SERVIDORES DE LA LITURGIA DE LA PALABRA

Serie Formativa No 2

Formación paso a paso para lectores y para toda la comunidad

2. Lo que la Iglesia nos enseña

La Instrucción General del Misal Romano señala que entre los ministros que ejercen una función litúrgica se encuentra el lector, a quien corresponde proclamar las lecturas que preceden al Evangelio y, cuando no hay salmista, también el salmo responsorial. Asimismo, indica que debe estar verdaderamente capacitado para desempeñar este ministerio, de modo que la asamblea desarrolle un amor vivo y eficaz por la Sagrada Escritura al escuchar su proclamación.

Compromisos de un buen lector

Reconocer que sirve a Dios y a la comunidad, no a sí mismo.

Preparar con anticipación cada lectura.

Orar y meditar el texto antes de proclamarlo.

Formarse continuamente en la Sagrada Escritura y en la liturgia.

Vivir con coherencia el mensaje que anuncia.

Servir con humildad, sin buscar aplausos ni reconocimiento.

Para reflexionar

"No subes al ambón para que te escuchen a ti; subes para que, a través de tu voz, el pueblo pueda escuchar a Dios. El lector no busca ser visto, sino hacer visible la Palabra de Cristo en el corazón de la colectividad."

“Felices los que escuchan la Palabra de Dios y la practican.” (Lucas 11,28).

3. ¿Qué significa ser lector en la Iglesia?

Ser lector en la Iglesia no significa simplemente saber leer bien o tener una voz agradable. El lector ejerce un verdadero servicio dentro de la celebración litúrgica: presta su voz para que Dios mismo hable hoy a su pueblo.

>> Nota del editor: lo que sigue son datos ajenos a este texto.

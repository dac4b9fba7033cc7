use std::sync::Arc;

use tracing::debug;

use crate::config::host::RESOURCE_NAMESPACE;
use crate::config::HostConfig;

/// Resource offered for the NICs, advertised as `beta.hpe.com/cxi`.
pub const RESOURCE_CXI: &str = "cxi";

/// Decides which resources of the namespace this node offers.
#[derive(Debug, Clone)]
pub struct ResourceLister {
    host: Arc<HostConfig>,
}

impl ResourceLister {
    pub fn new(host: Arc<HostConfig>) -> Self {
        Self { host }
    }

    pub fn resource_namespace(&self) -> &'static str {
        RESOURCE_NAMESPACE
    }

    /// Resources present on this node. The topology namespace is checked
    /// once; devices appearing later need a plugin restart.
    pub fn discover(&self) -> Vec<String> {
        let topology = self.host.topology_path();
        if topology.exists() {
            vec![RESOURCE_CXI.to_string()]
        } else {
            debug!("{} does not exist, offering no resources", topology.display());
            Vec::new()
        }
    }

    /// Fully qualified resource name, e.g. `beta.hpe.com/cxi`.
    pub fn resource_name(&self, resource: &str) -> String {
        format!("{}/{resource}", self.resource_namespace())
    }

    /// Socket file name the plugin serves on, e.g. `beta.hpe.com_cxi.sock`.
    pub fn endpoint(&self, resource: &str) -> String {
        format!("{}_{resource}.sock", self.resource_namespace())
    }
}
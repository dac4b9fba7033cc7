//! CDI manifest handling: the document model, its on-disk store, the
//! synchronizer that builds it from discovered hardware and the reader that
//! turns it back into container edits.

use core::error::Error;

use derive_more::Display;

pub mod document;
pub mod reader;
pub mod store;
pub mod sync;
pub mod version;

pub use document::ContainerEdits;
pub use document::DeviceNode;
pub use document::Manifest;
pub use document::ManifestDevice;
pub use document::Mount;
pub use reader::ManifestEdits;
pub use store::ManifestStore;
pub use store::StoredManifest;
pub use sync::build_manifest;
pub use sync::ManifestSynchronizer;
pub use sync::ReconcilePolicy;
pub use sync::SyncOutcome;

#[derive(Debug, Display)]
pub enum ManifestError {
    #[display("Failed to read manifest {path}")]
    Read { path: String },
    #[display("Failed to parse manifest {path}")]
    Parse { path: String },
    #[display("Failed to serialize manifest {name}")]
    Serialize { name: String },
    #[display("Failed to write manifest {path}")]
    Write { path: String },
    #[display("Failed to remove manifest {path}")]
    Remove { path: String },
    #[display("Failed to set permissions on manifest {path}")]
    Permissions { path: String },
    #[display("Failed to list manifest directory {path}")]
    Directory { path: String },
    #[display("Invalid manifest kind {kind:?}")]
    InvalidKind { kind: String },
    #[display("Invalid manifest name {name:?}")]
    InvalidName { name: String },
}

impl Error for ManifestError {}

Cuando se proclaman las lecturas durante la Santa Misa, no se está leyendo un texto cualquiera ni dando una conferencia. Es Dios quien continúa hablando a su Iglesia por medio de las Sagradas Escrituras. Por eso, el lector debe comprender que es un servidor de la Palabra y no el protagonista de la celebración.

El ministerio del lector tiene sus raíces en la tradición de la Iglesia y forma parte de los ministerios instituidos para el servicio de la comunidad. Aunque muchas parroquias cuentan con lectores designados para este servicio sin haber recibido el ministerio instituido, todos están llamados a desempeñarlo con la misma dignidad, preparación y espíritu de fe.

Ser lector implica:

Ser un discípulo que escucha primero la Palabra antes de anunciarla.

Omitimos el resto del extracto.